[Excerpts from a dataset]
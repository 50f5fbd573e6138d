use std::env;

use serde::{Deserialize, Serialize};

use crate::mechanism::MechanismId;

/// Comma-separated list of packages to enable or disable (`"kerberos,!ntlm"`).
pub const PACKAGE_LIST_ENV: &str = "GSS_NEGOTIATE_PACKAGE_LIST";
/// `true`/`false` (or `1`/`0`): whether SPNEGO may fall back to NTLM.
pub const NTLM_FALLBACK_ENV: &str = "GSS_NEGOTIATE_NTLM_FALLBACK";

/// Mechanism selection as it appears in configuration files.
#[derive(Debug, Copy, Clone, PartialEq, Eq, Serialize, Deserialize, Default)]
#[serde(rename_all = "lowercase")]
pub enum MechanismKind {
    Kerberos,
    #[default]
    Negotiate,
    Ntlm,
}

impl From<MechanismKind> for MechanismId {
    fn from(kind: MechanismKind) -> Self {
        match kind {
            MechanismKind::Kerberos => MechanismId::Kerberos,
            MechanismKind::Negotiate => MechanismId::Spnego,
            MechanismKind::Ntlm => MechanismId::Ntlm,
        }
    }
}

/// What to do when the provider asks for another round but produced no token to send.
#[derive(Debug, Copy, Clone, PartialEq, Eq, Serialize, Deserialize)]
#[serde(rename_all = "snake_case")]
pub enum EmptyContinuePolicy {
    /// Report `ContinueNeeded` without an output token and wait for the peer.
    AwaitPeer,
    /// Treat it as a broken exchange and fail the context.
    Reject,
}

/// [`EmptyContinuePolicy`] per mechanism.
#[derive(Debug, Copy, Clone, PartialEq, Eq, Serialize, Deserialize)]
#[serde(default)]
pub struct EmptyContinuePolicies {
    pub kerberos: EmptyContinuePolicy,
    pub negotiate: EmptyContinuePolicy,
    pub ntlm: EmptyContinuePolicy,
    pub other: EmptyContinuePolicy,
}

impl Default for EmptyContinuePolicies {
    fn default() -> Self {
        Self {
            // a Kerberos initiator always has an AP-REQ or nothing left to say
            kerberos: EmptyContinuePolicy::Reject,
            negotiate: EmptyContinuePolicy::AwaitPeer,
            ntlm: EmptyContinuePolicy::AwaitPeer,
            other: EmptyContinuePolicy::AwaitPeer,
        }
    }
}

impl EmptyContinuePolicies {
    pub fn for_mechanism(&self, mechanism: &MechanismId) -> EmptyContinuePolicy {
        match mechanism {
            MechanismId::Kerberos => self.kerberos,
            MechanismId::Spnego => self.negotiate,
            MechanismId::Ntlm => self.ntlm,
            MechanismId::Other(_) => self.other,
        }
    }
}

#[derive(Debug, Copy, Clone, PartialEq, Eq)]
pub struct PackageListConfig {
    pub ntlm: bool,
    pub kerberos: bool,
}

#[derive(Debug, Clone, PartialEq, Eq, Serialize, Deserialize)]
#[serde(default)]
pub struct GssConfig {
    pub package_list: Option<String>,
    pub default_mechanism: MechanismKind,
    /// Credential lifetime in seconds requested from the provider. `None` asks for the maximum.
    pub credential_lifetime: Option<u32>,
    /// Allow SPNEGO to fall back to NTLM when Kerberos is not usable for the target.
    pub ntlm_fallback: bool,
    pub empty_continue: EmptyContinuePolicies,
}

impl Default for GssConfig {
    fn default() -> Self {
        Self {
            package_list: None,
            default_mechanism: MechanismKind::Negotiate,
            credential_lifetime: None,
            ntlm_fallback: true,
            empty_continue: EmptyContinuePolicies::default(),
        }
    }
}

impl GssConfig {
    /// Defaults overlaid with the `GSS_NEGOTIATE_*` environment variables.
    pub fn from_env() -> Self {
        let mut config = Self::default();

        if let Ok(package_list) = env::var(PACKAGE_LIST_ENV) {
            config.package_list = Some(package_list);
        }

        if let Ok(value) = env::var(NTLM_FALLBACK_ENV) {
            match value.to_lowercase().as_str() {
                "1" | "true" | "yes" => config.ntlm_fallback = true,
                "0" | "false" | "no" => config.ntlm_fallback = false,
                _ => warn!("unexpected {} value: {}", NTLM_FALLBACK_ENV, value),
            }
        }

        config
    }

    pub fn package_list_config(&self) -> PackageListConfig {
        parse_package_list(&self.package_list)
    }

    /// Mechanisms SPNEGO may offer, in preference order.
    pub(crate) fn negotiable_mechanisms(&self, available: &[MechanismId]) -> Vec<MechanismId> {
        let mut mechanisms = Vec::new();

        if available.contains(&MechanismId::Kerberos) {
            mechanisms.push(MechanismId::Kerberos);
        }
        if self.ntlm_fallback && available.contains(&MechanismId::Ntlm) {
            mechanisms.push(MechanismId::Ntlm);
        }

        mechanisms
    }
}

fn parse_package_list(package_list: &Option<String>) -> PackageListConfig {
    let mut ntlm = true;
    let mut kerberos = true;

    if let Some(package_list) = package_list {
        for package in package_list.split(',').map(str::trim).filter(|package| !package.is_empty()) {
            let (package_name, enabled) = match package.strip_prefix('!') {
                Some(package_name) => (package_name.to_lowercase(), false),
                None => (package.to_lowercase(), true),
            };

            match package_name.as_str() {
                "ntlm" => ntlm = enabled,
                "kerberos" => kerberos = enabled,
                _ => warn!("unexpected package name: {}", &package_name),
            }
        }
    }

    PackageListConfig { ntlm, kerberos }
}
use gss_negotiate::{ContextFlags, CredentialUsage, ErrorKind, GssConfig, MechanismId, NegotiationState, ProtectedMessage};
use proptest::prelude::*;

use crate::common::{self, CLIENT, SERVICE};

proptest! {
    #![proptest_config(ProptestConfig::with_cases(16))]

    #[test]
    fn wrapped_messages_survive_the_trip(plaintext in proptest::collection::vec(any::<u8>(), 0..512), confidentiality: bool) {
        let (_, gss) = common::setup(GssConfig::default());
        let (mut client, mut server) = common::established_kerberos_pair(&gss);

        let message = client.wrap(&plaintext, confidentiality).unwrap();
        if confidentiality && plaintext.len() >= 16 {
            prop_assert!(!message.as_bytes().windows(plaintext.len()).any(|window| window == plaintext.as_slice()));
        }

        let unwrapped = server.unwrap(&message).unwrap();
        prop_assert_eq!(&unwrapped.plaintext, &plaintext);
        prop_assert_eq!(unwrapped.confidentiality_used, confidentiality);

        let reply = server.wrap(&plaintext, confidentiality).unwrap();
        prop_assert_eq!(client.unwrap(&reply).unwrap().plaintext, plaintext);
    }
}

/// Flips every bit of messages of several sizes, sealed and signed, each against a fresh pair.
#[test]
fn every_bit_flip_is_detected() {
    let (_, gss) = common::setup(GssConfig::default());

    let mut flips = 0usize;
    let mut detected = 0usize;

    for size in [0usize, 1, 17, 64] {
        let plaintext: Vec<u8> = (0..size).map(|i| i as u8).collect();

        for confidentiality in [false, true] {
            let (mut client, _) = common::established_kerberos_pair(&gss);
            let len = client.wrap(&plaintext, confidentiality).unwrap().into_vec().len();

            for position in 0..len {
                for bit in 0..8 {
                    let (mut client, mut server) = common::established_kerberos_pair(&gss);

                    let mut bytes = client.wrap(&plaintext, confidentiality).unwrap().into_vec();
                    bytes[position] ^= 1 << bit;

                    flips += 1;
                    match server.unwrap(&ProtectedMessage::from_bytes(bytes)) {
                        Ok(unwrapped) => assert_eq!(
                            unwrapped.plaintext, plaintext,
                            "altered plaintext accepted (size {size}, conf {confidentiality}, byte {position}, bit {bit})"
                        ),
                        Err(_) => detected += 1,
                    }
                }
            }
        }
    }

    let ratio = detected as f64 / flips as f64;
    assert!(ratio >= 0.999, "{detected} of {flips} bit flips detected");
}

#[test]
fn flipped_bit_fails_the_context() {
    let (_, gss) = common::setup(GssConfig::default());
    let (mut client, mut server) = common::established_kerberos_pair(&gss);

    let mut bytes = client.wrap(b"transfer 100 to bob", true).unwrap().into_vec();
    let last = bytes.len() - 1;
    bytes[last] ^= 0x01;

    let err = server.unwrap(&ProtectedMessage::from_bytes(bytes)).unwrap_err();

    assert_eq!(err.kind(), ErrorKind::IntegrityViolation);
    assert_eq!(server.state(), NegotiationState::Failed);
}

#[test]
fn integrity_only_message_is_readable() {
    let (_, gss) = common::setup(GssConfig::default());
    let (mut client, mut server) = common::established_kerberos_pair(&gss);

    let message = client.wrap(b"signed, not sealed", false).unwrap();
    assert!(message
        .as_bytes()
        .windows(b"signed, not sealed".len())
        .any(|window| window == b"signed, not sealed"));

    let unwrapped = server.unwrap(&message).unwrap();
    assert!(!unwrapped.confidentiality_used);
    assert_eq!(unwrapped.plaintext, b"signed, not sealed");
}

#[test]
fn own_message_is_rejected() {
    let (_, gss) = common::setup(GssConfig::default());
    let (mut client, _server) = common::established_kerberos_pair(&gss);

    let message = client.wrap(b"echo", true).unwrap();
    let err = client.unwrap(&message).unwrap_err();

    assert_eq!(err.kind(), ErrorKind::IntegrityViolation);
}

#[test]
fn mic_verification() {
    let (_, gss) = common::setup(GssConfig::default());
    let (mut client, mut server) = common::established_kerberos_pair(&gss);

    let mic = client.get_mic(b"detached payload").unwrap();
    server.verify_mic(b"detached payload", &mic).unwrap();

    let mic = client.get_mic(b"detached payload").unwrap();
    let err = server.verify_mic(b"detached pay1oad", &mic).unwrap_err();
    assert_eq!(err.kind(), ErrorKind::IntegrityViolation);
}

#[test]
fn replayed_message_is_a_sequence_violation() {
    let (_, gss) = common::setup(GssConfig::default());
    let (mut client, mut server) = common::established_kerberos_pair(&gss);

    let message = client.wrap(b"pay once", true).unwrap();
    server.unwrap(&message).unwrap();

    let err = server.unwrap(&message).unwrap_err();

    assert_eq!(err.kind(), ErrorKind::SequenceViolation);
    assert!(err.status.is_some_and(|status| !status.major.supplementary().is_empty()));
    assert_eq!(server.state(), NegotiationState::Failed);
}

#[test]
fn out_of_order_message_is_a_sequence_violation() {
    let (_, gss) = common::setup(GssConfig::default());
    let (mut client, mut server) = common::established_kerberos_pair(&gss);

    let _first = client.wrap(b"first", false).unwrap();
    let second = client.wrap(b"second", false).unwrap();

    let err = server.unwrap(&second).unwrap_err();
    assert_eq!(err.kind(), ErrorKind::SequenceViolation);
}

#[test]
fn confidentiality_must_be_negotiated() {
    let (_, gss) = common::setup(GssConfig::default());
    let client_credential = common::credential(&gss, CLIENT, CredentialUsage::Initiate, MechanismId::Kerberos);
    let server_credential = common::credential(&gss, SERVICE, CredentialUsage::Accept, MechanismId::Kerberos);

    let mut client = common::client(&gss, &client_credential, SERVICE, ContextFlags::MUTUAL | ContextFlags::INTEGRITY);
    let mut server = common::server(&gss, &server_credential);
    common::negotiate(&mut client, &mut server).unwrap();

    let err = client.wrap(b"secret", true).unwrap_err();
    assert_eq!(err.kind(), ErrorKind::ConfidentialityUnavailable);
    // a precondition failure leaves the context usable
    assert_eq!(client.state(), NegotiationState::Established);

    let message = client.wrap(b"public", false).unwrap();
    assert_eq!(server.unwrap(&message).unwrap().plaintext, b"public");
}

#[test]
fn protection_needs_an_established_context() {
    let (_, gss) = common::setup(GssConfig::default());
    let client_credential = common::credential(&gss, CLIENT, CredentialUsage::Initiate, MechanismId::Kerberos);

    let mut client = common::client(&gss, &client_credential, SERVICE, common::protection_flags());
    client.initiate(None).unwrap();

    let err = client.wrap(b"too early", true).unwrap_err();
    assert_eq!(err.kind(), ErrorKind::ContextNotEstablished);
    assert_eq!(client.state(), NegotiationState::Negotiating);

    let err = client.get_mic(b"too early").unwrap_err();
    assert_eq!(err.kind(), ErrorKind::ContextNotEstablished);
}
impl Initiator {
    /// `hint` is the acceptor's unsolicited mechanism list, when it spoke first.
    pub(super) fn start(
        realm: &LoopbackRealm,
        request: InitiatorRequest,
        negotiable: &[MechanismId],
        hint: Option<&[u8]>,
    ) -> Rejected<(Self, Step)> {
        let mut offered: Vec<MechanismId> = negotiable.iter().filter(|m| !m.is_negotiating()).cloned().collect();

        if let Some(hint) = hint.filter(|hint| !hint.is_empty()) {
            let hint = NegTokenInit::decode(hint)?;
            offered.retain(|mechanism| hint.mechanisms.contains(mechanism));
        }

        let chosen = choose(realm, &request, &offered)
            .ok_or_else(|| Rejection::new(RoutineError::BadMech, minor::NO_COMMON_MECHANISM))?;
        offered.retain(|mechanism| *mechanism != chosen);
        offered.insert(0, chosen.clone());

        let (inner, step) = Inner::start(&chosen, realm, &request)?;
        let (state, token) = Self::after_inner_step(inner, step)?;

        let token = NegTokenInit {
            mechanisms: offered.clone(),
            token,
        }
        .encode()?;

        Ok((Self { state, offered, request }, Step::Continue(token)))
    }

    fn after_inner_step(inner: Inner, step: Step) -> Rejected<(InitiatorState, Vec<u8>)> {
        match step {
            Step::Continue(token) => Ok((InitiatorState::Negotiating(inner), token)),
            Step::Complete {
                output: Some(token),
                session,
            } => Ok((InitiatorState::AwaitCompletion(session), token)),
            // the inner mechanism has to send something before the acceptor can complete
            Step::Complete { output: None, .. } => Err(Rejection::new(RoutineError::Failure, minor::CONTEXT_STATE)),
        }
    }

    pub(super) fn step(&mut self, realm: &LoopbackRealm, input: &[u8]) -> Rejected<Step> {
        let response = NegTokenResp::decode(input)?;
        let state = response.state.ok_or_else(Rejection::defective)?;

        if state == NegState::Reject {
            return Err(Rejection::new(RoutineError::BadMech, minor::NO_COMMON_MECHANISM));
        }

        let current = match &self.state {
            InitiatorState::Negotiating(inner) => Some(inner.mechanism()),
            InitiatorState::AwaitCompletion(session) => Some(session.mechanism.clone()),
            InitiatorState::Done => None,
        };

        if let Some(selected) = response.mechanism.as_ref().filter(|m| Some(*m) != current.as_ref()) {
            if state != NegState::AcceptIncomplete || !self.offered.contains(selected) {
                return Err(Rejection::new(RoutineError::BadMech, minor::NO_COMMON_MECHANISM));
            }

            debug!(mechanism = %selected, "acceptor selected another mechanism");

            let (inner, step) = Inner::start(selected, realm, &self.request)?;
            let (state, token) = Self::after_inner_step(inner, step)?;
            self.state = state;

            return Ok(Step::Continue(
                NegTokenResp::continuation(token).encode()?,
            ));
        }

        match mem::replace(&mut self.state, InitiatorState::Done) {
            InitiatorState::Negotiating(mut inner) => {
                match (state, inner.step(realm, &response.token)?) {
                    (NegState::AcceptIncomplete, step) => {
                        let (state, token) = Self::after_inner_step(inner, step)?;
                        self.state = state;

                        Ok(Step::Continue(
                            NegTokenResp::continuation(token).encode()?,
                        ))
                    }
                    // the acceptor's last inner token came with its completion
                    (_, Step::Complete { output: None, session }) => Ok(Step::Complete { output: None, session }),
                    _ => Err(Rejection::defective()),
                }
            }
            InitiatorState::AwaitCompletion(session) => {
                if state == NegState::AcceptCompleted && response.token.is_empty() {
                    Ok(Step::Complete { output: None, session })
                } else {
                    Err(Rejection::defective())
                }
            }
            InitiatorState::Done => Err(Rejection::new(RoutineError::Failure, minor::CONTEXT_STATE)),
        }
    }
}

__WHAT THE TASK ASKS__
Please copy the lines in the records above between the one holding "state, offered, request" and the one holding "Inner::start(selected, realm, &self.request)?;", inclusive, exactly and with no other line.

__FINAL ANSWER__
        Ok((Self { state, offered, request }, Step::Continue(token)))
    }

    fn after_inner_step(inner: Inner, step: Step) -> Rejected<(InitiatorState, Vec<u8>)> {
        match step {
            Step::Continue(token) => Ok((InitiatorState::Negotiating(inner), token)),
            Step::Complete {
                output: Some(token),
                session,
            } => Ok((InitiatorState::AwaitCompletion(session), token)),
            // the inner mechanism has to send something before the acceptor can complete
            Step::Complete { output: None, .. } => Err(Rejection::new(RoutineError::Failure, minor::CONTEXT_STATE)),
        }
    }

    pub(super) fn step(&mut self, realm: &LoopbackRealm, input: &[u8]) -> Rejected<Step> {
        let response = NegTokenResp::decode(input)?;
        let state = response.state.ok_or_else(Rejection::defective)?;

        if state == NegState::Reject {
            return Err(Rejection::new(RoutineError::BadMech, minor::NO_COMMON_MECHANISM));
        }

        let current = match &self.state {
            InitiatorState::Negotiating(inner) => Some(inner.mechanism()),
            InitiatorState::AwaitCompletion(session) => Some(session.mechanism.clone()),
            InitiatorState::Done => None,
        };

        if let Some(selected) = response.mechanism.as_ref().filter(|m| Some(*m) != current.as_ref()) {
            if state != NegState::AcceptIncomplete || !self.offered.contains(selected) {
                return Err(Rejection::new(RoutineError::BadMech, minor::NO_COMMON_MECHANISM));
            }

            debug!(mechanism = %selected, "acceptor selected another mechanism");

            let (inner, step) = Inner::start(selected, realm, &self.request)?;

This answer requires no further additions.